Transcribe the data below in full, exactly.

Saved data entries
+++

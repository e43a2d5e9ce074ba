//! Admin user domain types.

use chrono::{DateTime, Utc};
use serde::Serialize;

use proudshop_core::{AdminUserId, Email};

// Re-export AdminRole from core for convenience
pub use proudshop_core::AdminRole;

/// A back-office operator.
///
/// The password hash never leaves the repository layer.
#[derive(Debug, Clone, Serialize)]
pub struct AdminUser {
    /// Unique admin user ID.
    pub id: AdminUserId,
    /// Admin's email address (login name).
    pub email: Email,
    /// Admin's display name.
    pub name: String,
    /// Admin's role/permission level.
    pub role: AdminRole,
    /// When the admin was created.
    pub created_at: DateTime<Utc>,
}

#[cfg(test)]
#[allow(clippy::unwrap_used)]
mod tests {
    use super::*;

    #[test]
    fn test_admin_user_serialization() {
        let admin = AdminUser {
            id: AdminUserId::new(3),
            email: Email::parse("ops@proudshop.al").unwrap(),
            name: "Ops".to_string(),
            role: AdminRole::SuperAdmin,
            created_at: Utc::now(),
        };

        let json = serde_json::to_value(&admin).unwrap();
        assert_eq!(json["id"], 3);
        assert_eq!(json["email"], "ops@proudshop.al");
        assert_eq!(json["role"], "super_admin");
        assert!(json.get("password_hash").is_none());
    }
}
//! Live chat domain models.

use chrono::{DateTime, Utc};
use serde::{Deserialize, Serialize};

use proudshop_core::{ChatMessageId, ChatRole, ChatSessionId, Email};

/// A storefront chat conversation.
///
/// `session_id` is the public handle the widget keeps in local storage; the
/// numeric `id` is internal.
#[derive(Debug, Clone, Serialize, Deserialize)]
pub struct ChatSession {
    pub id: ChatSessionId,
    /// Public session identifier (UUID string).
    pub session_id: String,
    pub customer_email: Option<Email>,
    pub customer_name: Option<String>,
    pub created_at: DateTime<Utc>,
    /// Bumped on every new message; sessions list newest first by this.
    pub last_activity_at: DateTime<Utc>,
}

/// A message in a chat session.
#[derive(Debug, Clone, Serialize, Deserialize)]
pub struct ChatMessage {
    pub id: ChatMessageId,
    pub chat_session_id: ChatSessionId,
    pub role: ChatRole,
    pub content: String,
    pub created_at: DateTime<Utc>,
}

/// A session together with its messages in chronological order.
#[derive(Debug, Clone, Serialize, Deserialize)]
pub struct ChatSessionWithMessages {
    #[serde(flatten)]
    pub session: ChatSession,
    pub messages: Vec<ChatMessage>,
}

#[cfg(test)]
#[allow(clippy::unwrap_used)]
mod tests {
    use super::*;

    fn session() -> ChatSession {
        ChatSession {
            id: ChatSessionId::new(1),
            session_id: "7f1c2a4e-0000-4000-8000-000000000001".to_string(),
            customer_email: None,
            customer_name: Some("Arta".to_string()),
            created_at: Utc::now(),
            last_activity_at: Utc::now(),
        }
    }

    #[test]
    fn test_chat_message_serialization() {
        let message = ChatMessage {
            id: ChatMessageId::new(1),
            chat_session_id: ChatSessionId::new(1),
            role: ChatRole::Admin,
            content: "Përshëndetje!".to_string(),
            created_at: Utc::now(),
        };

        let json = serde_json::to_value(&message).unwrap();
        assert_eq!(json["role"], "admin");
        assert_eq!(json["content"], "Përshëndetje!");
    }

    #[test]
    fn test_session_with_messages_is_flat() {
        let full = ChatSessionWithMessages {
            session: session(),
            messages: vec![],
        };

        let json = serde_json::to_value(&full).unwrap();
        assert_eq!(json["customer_name"], "Arta");
        assert!(json["messages"].as_array().unwrap().is_empty());
        assert!(json.get("session").is_none());
    }
}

+++

The completed task:
repository e43a2d5e9ce074ba
//! Admin user domain types.

use chrono::{DateTime, Utc};
use serde::Serialize;

use proudshop_core::{AdminUserId, Email};

// Re-export AdminRole from core for convenience
pub use proudshop_core::AdminRole;

/// A back-office operator.
///
/// The password hash never leaves the repository layer.
#[derive(Debug, Clone, Serialize)]
pub struct AdminUser {
    /// Unique admin user ID.
    pub id: AdminUserId,
    /// Admin's email address (login name).
    pub email: Email,
    /// Admin's display name.
    pub name: String,
    /// Admin's role/permission level.
    pub role: AdminRole,
    /// When the admin was created.
    pub created_at: DateTime<Utc>,
}

#[cfg(test)]
#[allow(clippy::unwrap_used)]
mod tests {
    use super::*;

    #[test]
    fn test_admin_user_serialization() {
        let admin = AdminUser {
            id: AdminUserId::new(3),
            email: Email::parse("ops@proudshop.al").unwrap(),
            name: "Ops".to_string(),
            role: AdminRole::SuperAdmin,
            created_at: Utc::now(),
        };

        let json = serde_json::to_value(&admin).unwrap();
        assert_eq!(json["id"], 3);
        assert_eq!(json["email"], "ops@proudshop.al");
        assert_eq!(json["role"], "super_admin");
        assert!(json.get("password_hash").is_none());
    }
}
//! Live chat domain models.

use chrono::{DateTime, Utc};
use serde::{Deserialize, Serialize};

use proudshop_core::{ChatMessageId, ChatRole, ChatSessionId, Email};

/// A storefront chat conversation.
///
/// `session_id` is the public handle the widget keeps in local storage; the
/// numeric `id` is internal.
#[derive(Debug, Clone, Serialize, Deserialize)]
pub struct ChatSession {
    pub id: ChatSessionId,
    /// Public session identifier (UUID string).
    pub session_id: String,
    pub customer_email: Option<Email>,
    pub customer_name: Option<String>,
    pub created_at: DateTime<Utc>,
    /// Bumped on every new message; sessions list newest first by this.
    pub last_activity_at: DateTime<Utc>,
}

/// A message in a chat session.
#[derive(Debug, Clone, Serialize, Deserialize)]
pub struct ChatMessage {
    pub id: ChatMessageId,
    pub chat_session_id: ChatSessionId,
    pub role: ChatRole,
    pub content: String,
    pub created_at: DateTime<Utc>,
}

/// A session together with its messages in chronological order.
#[derive(Debug, Clone, Serialize, Deserialize)]
pub struct ChatSessionWithMessages {
    #[serde(flatten)]
    pub session: ChatSession,
    pub messages: Vec<ChatMessage>,
}

#[cfg(test)]
#[allow(clippy::unwrap_used)]
mod tests {
    use super::*;

    fn session() -> ChatSession {
        ChatSession {
            id: ChatSessionId::new(1),
            session_id: "7f1c2a4e-0000-4000-8000-000000000001".to_string(),
            customer_email: None,
            customer_name: Some("Arta".to_string()),
            created_at: Utc::now(),
            last_activity_at: Utc::now(),
        }
    }

    #[test]
    fn test_chat_message_serialization() {
        let message = ChatMessage {
            id: ChatMessageId::new(1),
            chat_session_id: ChatSessionId::new(1),
            role: ChatRole::Admin,
            content: "Përshëndetje!".to_string(),
            created_at: Utc::now(),
        };

        let json = serde_json::to_value(&message).unwrap();
        assert_eq!(json["role"], "admin");
        assert_eq!(json["content"], "Përshëndetje!");
    }

    #[test]
    fn test_session_with_messages_is_flat() {
        let full = ChatSessionWithMessages {
            session: session(),
            messages: vec![],
        };

        let json = serde_json::to_value(&full).unwrap();
        assert_eq!(json["customer_name"], "Arta");
        assert!(json["messages"].as_array().unwrap().is_empty());
        assert!(json.get("session").is_none());
    }
}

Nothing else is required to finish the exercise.